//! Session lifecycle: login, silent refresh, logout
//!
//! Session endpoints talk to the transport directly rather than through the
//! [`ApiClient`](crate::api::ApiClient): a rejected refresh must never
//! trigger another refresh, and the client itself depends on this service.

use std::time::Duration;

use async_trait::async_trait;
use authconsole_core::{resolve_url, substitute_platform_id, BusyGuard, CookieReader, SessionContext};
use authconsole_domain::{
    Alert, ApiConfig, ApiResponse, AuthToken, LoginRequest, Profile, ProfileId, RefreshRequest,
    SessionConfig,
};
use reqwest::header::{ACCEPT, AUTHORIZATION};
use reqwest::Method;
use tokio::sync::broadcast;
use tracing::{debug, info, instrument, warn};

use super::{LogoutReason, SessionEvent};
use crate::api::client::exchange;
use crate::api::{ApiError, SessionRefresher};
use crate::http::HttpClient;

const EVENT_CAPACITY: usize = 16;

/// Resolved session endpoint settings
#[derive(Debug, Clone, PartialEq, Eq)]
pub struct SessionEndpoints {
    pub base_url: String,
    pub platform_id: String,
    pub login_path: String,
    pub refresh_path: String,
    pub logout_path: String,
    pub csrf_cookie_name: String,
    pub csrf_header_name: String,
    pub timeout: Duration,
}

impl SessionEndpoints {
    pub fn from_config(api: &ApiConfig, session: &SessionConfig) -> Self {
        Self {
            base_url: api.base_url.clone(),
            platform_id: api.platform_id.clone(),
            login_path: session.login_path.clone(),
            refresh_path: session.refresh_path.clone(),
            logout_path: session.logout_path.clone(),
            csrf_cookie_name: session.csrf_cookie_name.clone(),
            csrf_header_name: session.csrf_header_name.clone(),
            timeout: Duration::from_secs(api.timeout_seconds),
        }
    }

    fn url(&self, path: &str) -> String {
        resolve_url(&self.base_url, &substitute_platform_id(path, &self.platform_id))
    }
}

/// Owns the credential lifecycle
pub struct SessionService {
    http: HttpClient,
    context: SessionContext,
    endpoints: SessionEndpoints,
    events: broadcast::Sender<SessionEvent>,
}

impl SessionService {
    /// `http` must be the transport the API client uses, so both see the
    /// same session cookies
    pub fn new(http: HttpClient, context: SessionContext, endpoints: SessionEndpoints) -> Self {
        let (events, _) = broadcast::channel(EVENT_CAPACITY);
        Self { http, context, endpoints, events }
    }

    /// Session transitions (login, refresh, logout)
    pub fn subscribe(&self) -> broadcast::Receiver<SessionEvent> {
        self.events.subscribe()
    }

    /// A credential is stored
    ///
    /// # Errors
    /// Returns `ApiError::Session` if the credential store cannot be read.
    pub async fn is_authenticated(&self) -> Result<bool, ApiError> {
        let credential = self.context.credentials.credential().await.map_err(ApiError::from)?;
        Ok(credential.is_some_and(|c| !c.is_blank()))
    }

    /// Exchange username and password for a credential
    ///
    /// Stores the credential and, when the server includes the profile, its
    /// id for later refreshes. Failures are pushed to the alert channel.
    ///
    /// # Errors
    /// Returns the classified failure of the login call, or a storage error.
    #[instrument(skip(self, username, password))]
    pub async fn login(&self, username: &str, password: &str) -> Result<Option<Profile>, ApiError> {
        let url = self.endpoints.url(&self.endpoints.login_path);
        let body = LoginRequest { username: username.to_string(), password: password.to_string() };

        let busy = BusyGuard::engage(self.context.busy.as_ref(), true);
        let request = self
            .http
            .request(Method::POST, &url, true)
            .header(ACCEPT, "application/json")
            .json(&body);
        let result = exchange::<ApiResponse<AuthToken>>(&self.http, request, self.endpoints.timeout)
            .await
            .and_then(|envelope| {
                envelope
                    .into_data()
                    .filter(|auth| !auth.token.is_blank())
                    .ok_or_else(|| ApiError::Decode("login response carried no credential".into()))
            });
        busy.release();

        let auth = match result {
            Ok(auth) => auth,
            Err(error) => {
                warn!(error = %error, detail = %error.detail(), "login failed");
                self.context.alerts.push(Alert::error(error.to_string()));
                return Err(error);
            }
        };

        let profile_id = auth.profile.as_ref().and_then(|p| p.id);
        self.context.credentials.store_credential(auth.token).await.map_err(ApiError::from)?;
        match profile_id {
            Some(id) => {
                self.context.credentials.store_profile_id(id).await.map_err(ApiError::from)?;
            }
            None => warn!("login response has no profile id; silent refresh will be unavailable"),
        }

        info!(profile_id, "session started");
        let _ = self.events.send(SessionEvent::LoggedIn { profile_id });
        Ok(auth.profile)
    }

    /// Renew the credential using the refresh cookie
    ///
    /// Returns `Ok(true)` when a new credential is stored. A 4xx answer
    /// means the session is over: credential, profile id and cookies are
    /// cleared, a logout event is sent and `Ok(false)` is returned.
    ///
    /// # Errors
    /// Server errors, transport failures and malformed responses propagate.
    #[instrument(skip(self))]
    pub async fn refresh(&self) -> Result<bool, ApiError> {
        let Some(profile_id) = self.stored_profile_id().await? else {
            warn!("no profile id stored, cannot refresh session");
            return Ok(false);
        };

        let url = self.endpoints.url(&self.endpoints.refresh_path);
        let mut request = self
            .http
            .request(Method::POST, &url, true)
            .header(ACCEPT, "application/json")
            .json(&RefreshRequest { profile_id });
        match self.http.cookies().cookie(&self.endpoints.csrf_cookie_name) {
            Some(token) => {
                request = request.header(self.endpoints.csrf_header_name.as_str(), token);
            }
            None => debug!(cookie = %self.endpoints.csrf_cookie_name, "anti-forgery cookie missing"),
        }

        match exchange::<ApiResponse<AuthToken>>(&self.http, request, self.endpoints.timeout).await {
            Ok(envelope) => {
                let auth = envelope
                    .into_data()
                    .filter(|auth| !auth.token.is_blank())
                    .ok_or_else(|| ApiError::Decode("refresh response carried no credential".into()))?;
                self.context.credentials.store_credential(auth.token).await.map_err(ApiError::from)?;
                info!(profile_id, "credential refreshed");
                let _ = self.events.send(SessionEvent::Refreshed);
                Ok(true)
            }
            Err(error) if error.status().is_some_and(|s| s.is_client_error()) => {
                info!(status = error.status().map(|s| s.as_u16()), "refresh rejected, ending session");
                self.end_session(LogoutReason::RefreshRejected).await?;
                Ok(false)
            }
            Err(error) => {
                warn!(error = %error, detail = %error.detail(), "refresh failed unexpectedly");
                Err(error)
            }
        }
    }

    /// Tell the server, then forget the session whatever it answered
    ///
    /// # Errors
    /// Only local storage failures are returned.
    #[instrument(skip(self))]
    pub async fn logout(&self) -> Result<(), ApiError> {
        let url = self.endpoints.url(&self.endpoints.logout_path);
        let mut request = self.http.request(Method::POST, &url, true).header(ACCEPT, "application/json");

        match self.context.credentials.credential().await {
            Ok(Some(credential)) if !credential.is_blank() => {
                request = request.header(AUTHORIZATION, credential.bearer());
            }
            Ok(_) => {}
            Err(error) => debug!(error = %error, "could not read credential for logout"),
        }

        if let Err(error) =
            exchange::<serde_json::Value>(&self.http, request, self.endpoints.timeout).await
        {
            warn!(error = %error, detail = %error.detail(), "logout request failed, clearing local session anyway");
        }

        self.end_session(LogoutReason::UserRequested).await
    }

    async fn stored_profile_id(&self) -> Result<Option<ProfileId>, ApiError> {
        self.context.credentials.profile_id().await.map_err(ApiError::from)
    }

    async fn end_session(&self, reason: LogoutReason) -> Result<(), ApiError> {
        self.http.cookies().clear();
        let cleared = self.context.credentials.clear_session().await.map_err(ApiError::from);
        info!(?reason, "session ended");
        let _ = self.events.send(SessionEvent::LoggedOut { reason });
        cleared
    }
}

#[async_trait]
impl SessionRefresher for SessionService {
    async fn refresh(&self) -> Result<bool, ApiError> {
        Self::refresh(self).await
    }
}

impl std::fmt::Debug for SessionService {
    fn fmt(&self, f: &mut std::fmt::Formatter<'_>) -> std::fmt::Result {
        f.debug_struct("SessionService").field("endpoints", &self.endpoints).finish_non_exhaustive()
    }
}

• _Exercise instructions_: Return each line among the entries that holds the word "Decode".

• _Exercise answer_:
                    .ok_or_else(|| ApiError::Decode("login response carried no credential".into()))
                    .ok_or_else(|| ApiError::Decode("refresh response carried no credential".into()))?;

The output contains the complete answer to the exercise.